How does this leave the company? In pretty lousy shape, actually. For some extraordinary reason, the non-executive directors consider the group does not now need a chief executive or managing director. Brandon Gough, the former Coopers & Lybrand chairman, has been drafted in as a non-executive chairman. But, bizarrely, the most senior executive will now be Kevin Bond, who has spent the last five years as a water regulator and the 17 years previous to that as a policeman. He has, as far as I can ascertain from Yorkshire Water, no business experience at all.

Stand by, meanwhile, for a barrage of flying mud: public hearings into the entire drought fiasco begin tomorrow. As we report elsewhere in this paper, the submission from the National Rivers Authority is a savage indictment of Yorkshire Water's management. The evidence suggests Yorkshire was in trouble even before the dry weather began a year ago.

If there is a predator waiting to pounce on the company, it could hardly choose a better moment than now. The company is vulnerable, leaderless and friendless. The irony is that Yorkshire's very incompetence may save it: things are still so bad that there could be yet another water shortage this summer. The unquantifiable financial risk could deter any bidder.

Stale biscuits

LAST September I wrote in this column how amazing it was that not a single head had rolled at United Biscuits despite three embarrassing profit warnings in a single year. The shares had sunk from more than 400p in 1993 to 260p. The incoming chairman, Colin Short, announced himself 100 per cent behind his chief executive, Eric Nicoli. "UB is crying out for fresh ideas and fresh blood," I wrote then.

Six months on, nothing has changed. UB has just reported a dire pounds 101m of fresh losses. The shares are down another 30p despite a strongly rising stock market. And Mr Short is still loyally 100 per cent behind his chief executive.

United Biscuits seems unable to tackle its problems. In biscuits, margins continue to crumble despite the advantage of a blue-chip brand, McVities. In snacks, market share is sinking and the 1993 purchase of Derwent Valley Foods - once a money-spinner with its Phileas Fogg brand - has been a disaster.

Investors now have every right to demand management changes. If Mr Short continues to stand by Mr Nicoli, who has had a more than generous five years to turn round the company, a time may come when they will both have to go.

Proud to be late

JOHN MAJOR wants "to shame" late payers into settling their bills more promptly. The idea is to force companies to publish details of their record in paying their suppliers. The theory is that bosses will be embarrassed into reforming themselves when they appear at the head of league tables of late payers.

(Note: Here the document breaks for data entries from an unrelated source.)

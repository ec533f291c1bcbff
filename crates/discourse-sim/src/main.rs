//! Simulator binary for the Discourse game.
//!
//! Plays one seeded conversation between the players listed in the roster
//! and prints the final result as JSON on stdout. Logs go to stderr.
//!
//! # Startup Sequence
//!
//! 1. Load configuration from `discourse-config.yaml` (or `$DISCOURSE_CONFIG`)
//! 2. Initialize structured logging (tracing)
//! 3. Deal the game: validate the pool sizes and generate player snapshots
//! 4. Build the roster from preset codes and seat it
//! 5. Play the conversation, narrating each turn
//! 6. Log the summary
//! 7. Write the result as JSON

mod error;
mod turn_log;

use std::io::Write;
use std::path::PathBuf;

use discourse_agents::build_roster;
use discourse_core::Engine;
use discourse_core::config::SimulationConfig;
use discourse_core::runner;
use discourse_types::RunResult;
use tracing::info;
use tracing_subscriber::EnvFilter;

use crate::error::SimError;
use crate::turn_log::TurnLog;

/// Default configuration file, relative to the working directory.
const DEFAULT_CONFIG_PATH: &str = "discourse-config.yaml";

/// Environment variable naming an alternative configuration file.
const CONFIG_PATH_ENV_VAR: &str = "DISCOURSE_CONFIG";

/// Application entry point.
///
/// # Errors
///
/// Returns an error if the configuration is invalid, the roster cannot be
/// built, or the result cannot be written.
fn main() -> Result<(), Box<dyn std::error::Error>> {
    // 1. Load configuration. Logging depends on it, so this comes first.
    let (config, loaded_from) = load_config()?;

    // 2. Initialize structured logging.
    tracing_subscriber::fmt()
        .with_env_filter(
            EnvFilter::try_from_default_env()
                .or_else(|_| EnvFilter::try_new(&config.logging.level))
                .unwrap_or_else(|_| EnvFilter::new("info")),
        )
        .with_target(true)
        .with_writer(std::io::stderr)
        .init();

    info!("discourse-sim starting");
    info!(
        source = %loaded_from.map_or_else(|| String::from("defaults"), |p| p.display().to_string()),
        seed = config.game.seed,
        subjects = config.game.subjects,
        memory_size = config.game.memory_size,
        conversation_length = config.game.conversation_length,
        reject_repeats = config.game.reject_repeats,
        "Configuration loaded"
    );

    let result = play(&config)?;

    // 7. Write the result.
    let mut stdout = std::io::stdout().lock();
    serde_json::to_writer_pretty(&mut stdout, &result).map_err(SimError::from)?;
    writeln!(stdout)?;

    Ok(())
}

/// Steps 3 to 6: deal, seat, play, summarize.
fn play(config: &SimulationConfig) -> Result<RunResult, SimError> {
    // 3. Deal the game.
    let player_count = config.player_count();
    let mut engine = Engine::new(&config.game, player_count)?;
    info!(players = player_count, "Players dealt");

    // 4. Build and seat the roster.
    let agents = build_roster(&config.roster, engine.snapshots(), engine.context())?;
    engine.seat(agents)?;
    info!(seats = engine.player_names().len(), "Roster seated");

    // 5. Play.
    let mut turn_log = TurnLog::new(&engine);
    let result = runner::run_conversation(&mut engine, &mut turn_log);

    // 6. Summarize.
    runner::log_conversation_end(&result);
    Ok(result)
}

/// Load configuration from `$DISCOURSE_CONFIG` or `discourse-config.yaml`.
///
/// A missing default file is not an error: defaults are used and the
/// returned path is `None`. A missing file named by the environment variable
/// is an error.
fn load_config() -> Result<(SimulationConfig, Option<PathBuf>), SimError> {
    if let Some(explicit) = std::env::var_os(CONFIG_PATH_ENV_VAR) {
        let path = PathBuf::from(explicit);
        let config = SimulationConfig::from_file(&path)?;
        return Ok((config, Some(path)));
    }

    let path = PathBuf::from(DEFAULT_CONFIG_PATH);
    if path.exists() {
        let config = SimulationConfig::from_file(&path)?;
        Ok((config, Some(path)))
    } else {
        let mut config = SimulationConfig::default();
        config.game.apply_env_overrides();
        Ok((config, None))
    }
}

Perhaps Mr Major should have discussed the idea further with his deputy, Michael Heseltine - a man who has run his own business and understands the realities of the boardroom as well as the cabinet office. It was Mr Heseltine who only last month was boasting about how he used "to string along the creditors".

For the truth is that paying suppliers as late as possible is not regarded as a sin but as a virtue in many business circles. Finance clerks learn at their mothers' knees to do nothing until at least the first reminder letter and sometimes not till the lawyers are banging on the door. A million MBA students have been schooled in the tremendous advantage to cash flow of accelerating payments in and delaying payments out.

Mr Major's idea could backfire. Many business leaders would be secretly rather proud to head his league table of shame.